◆ Exercise objective:
Search the records for "fetches". Report every line where it occurs.

◆ Stored data entries:
▼

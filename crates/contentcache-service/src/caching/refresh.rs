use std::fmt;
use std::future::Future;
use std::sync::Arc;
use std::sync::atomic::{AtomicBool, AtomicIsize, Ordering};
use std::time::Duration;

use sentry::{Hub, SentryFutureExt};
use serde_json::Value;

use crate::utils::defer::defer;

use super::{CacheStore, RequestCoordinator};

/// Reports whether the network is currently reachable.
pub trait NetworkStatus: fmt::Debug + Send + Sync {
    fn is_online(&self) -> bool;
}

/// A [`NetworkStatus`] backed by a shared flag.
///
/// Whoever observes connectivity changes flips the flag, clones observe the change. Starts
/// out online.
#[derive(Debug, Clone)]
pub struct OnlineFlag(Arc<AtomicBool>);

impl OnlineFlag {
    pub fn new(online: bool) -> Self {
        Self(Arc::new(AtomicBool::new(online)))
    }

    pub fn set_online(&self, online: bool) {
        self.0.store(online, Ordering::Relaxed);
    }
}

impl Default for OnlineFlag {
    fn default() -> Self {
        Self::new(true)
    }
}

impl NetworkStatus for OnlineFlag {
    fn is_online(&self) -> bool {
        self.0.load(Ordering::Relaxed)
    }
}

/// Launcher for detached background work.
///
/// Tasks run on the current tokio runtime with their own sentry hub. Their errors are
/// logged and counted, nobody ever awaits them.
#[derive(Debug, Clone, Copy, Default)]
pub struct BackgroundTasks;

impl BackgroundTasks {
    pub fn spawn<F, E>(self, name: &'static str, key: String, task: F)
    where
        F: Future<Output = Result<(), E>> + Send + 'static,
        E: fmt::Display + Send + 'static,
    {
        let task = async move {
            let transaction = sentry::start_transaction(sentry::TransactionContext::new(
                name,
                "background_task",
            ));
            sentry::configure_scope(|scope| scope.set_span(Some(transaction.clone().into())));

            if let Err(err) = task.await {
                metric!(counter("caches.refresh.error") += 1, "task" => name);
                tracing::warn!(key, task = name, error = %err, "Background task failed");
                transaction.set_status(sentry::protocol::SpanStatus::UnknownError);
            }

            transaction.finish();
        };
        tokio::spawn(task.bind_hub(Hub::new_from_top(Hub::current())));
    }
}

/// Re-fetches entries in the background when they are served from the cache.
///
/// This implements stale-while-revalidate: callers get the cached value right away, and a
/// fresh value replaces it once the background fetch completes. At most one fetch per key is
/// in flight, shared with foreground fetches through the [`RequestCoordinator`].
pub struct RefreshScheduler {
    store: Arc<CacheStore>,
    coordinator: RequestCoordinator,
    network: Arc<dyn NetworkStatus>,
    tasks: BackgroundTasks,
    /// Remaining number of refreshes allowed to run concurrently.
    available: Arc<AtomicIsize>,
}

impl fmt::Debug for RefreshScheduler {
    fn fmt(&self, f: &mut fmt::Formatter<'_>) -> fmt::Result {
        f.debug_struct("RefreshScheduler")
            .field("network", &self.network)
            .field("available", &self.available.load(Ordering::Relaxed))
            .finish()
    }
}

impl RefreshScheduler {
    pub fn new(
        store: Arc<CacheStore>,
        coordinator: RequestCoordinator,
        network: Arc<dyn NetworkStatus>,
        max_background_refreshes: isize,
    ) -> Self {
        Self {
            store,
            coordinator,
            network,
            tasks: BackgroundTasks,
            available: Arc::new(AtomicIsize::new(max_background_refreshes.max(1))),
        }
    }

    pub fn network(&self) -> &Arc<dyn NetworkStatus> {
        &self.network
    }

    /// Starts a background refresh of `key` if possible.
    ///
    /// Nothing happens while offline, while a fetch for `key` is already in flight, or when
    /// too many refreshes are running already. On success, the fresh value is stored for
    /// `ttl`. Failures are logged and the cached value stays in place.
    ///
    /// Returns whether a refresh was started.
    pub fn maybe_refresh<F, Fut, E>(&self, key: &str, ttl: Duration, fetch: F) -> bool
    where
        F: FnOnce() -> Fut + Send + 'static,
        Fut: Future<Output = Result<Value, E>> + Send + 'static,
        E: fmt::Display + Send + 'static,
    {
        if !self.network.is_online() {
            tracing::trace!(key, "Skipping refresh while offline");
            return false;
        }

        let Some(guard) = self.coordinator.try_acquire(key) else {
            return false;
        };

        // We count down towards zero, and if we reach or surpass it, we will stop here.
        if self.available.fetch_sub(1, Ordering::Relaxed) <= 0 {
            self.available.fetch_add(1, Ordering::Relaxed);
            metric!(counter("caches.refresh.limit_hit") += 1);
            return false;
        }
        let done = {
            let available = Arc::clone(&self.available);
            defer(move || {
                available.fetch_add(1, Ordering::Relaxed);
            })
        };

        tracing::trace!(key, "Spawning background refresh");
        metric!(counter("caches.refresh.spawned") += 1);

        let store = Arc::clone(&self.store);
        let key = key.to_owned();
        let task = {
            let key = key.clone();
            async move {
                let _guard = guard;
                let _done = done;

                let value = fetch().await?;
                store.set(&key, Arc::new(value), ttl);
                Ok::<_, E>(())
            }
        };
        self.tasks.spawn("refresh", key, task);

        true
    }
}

▲

◆ Solved problem:
/// Re-fetches entries in the background when they are served from the cache.
/// in flight, shared with foreground fetches through the [`RequestCoordinator`].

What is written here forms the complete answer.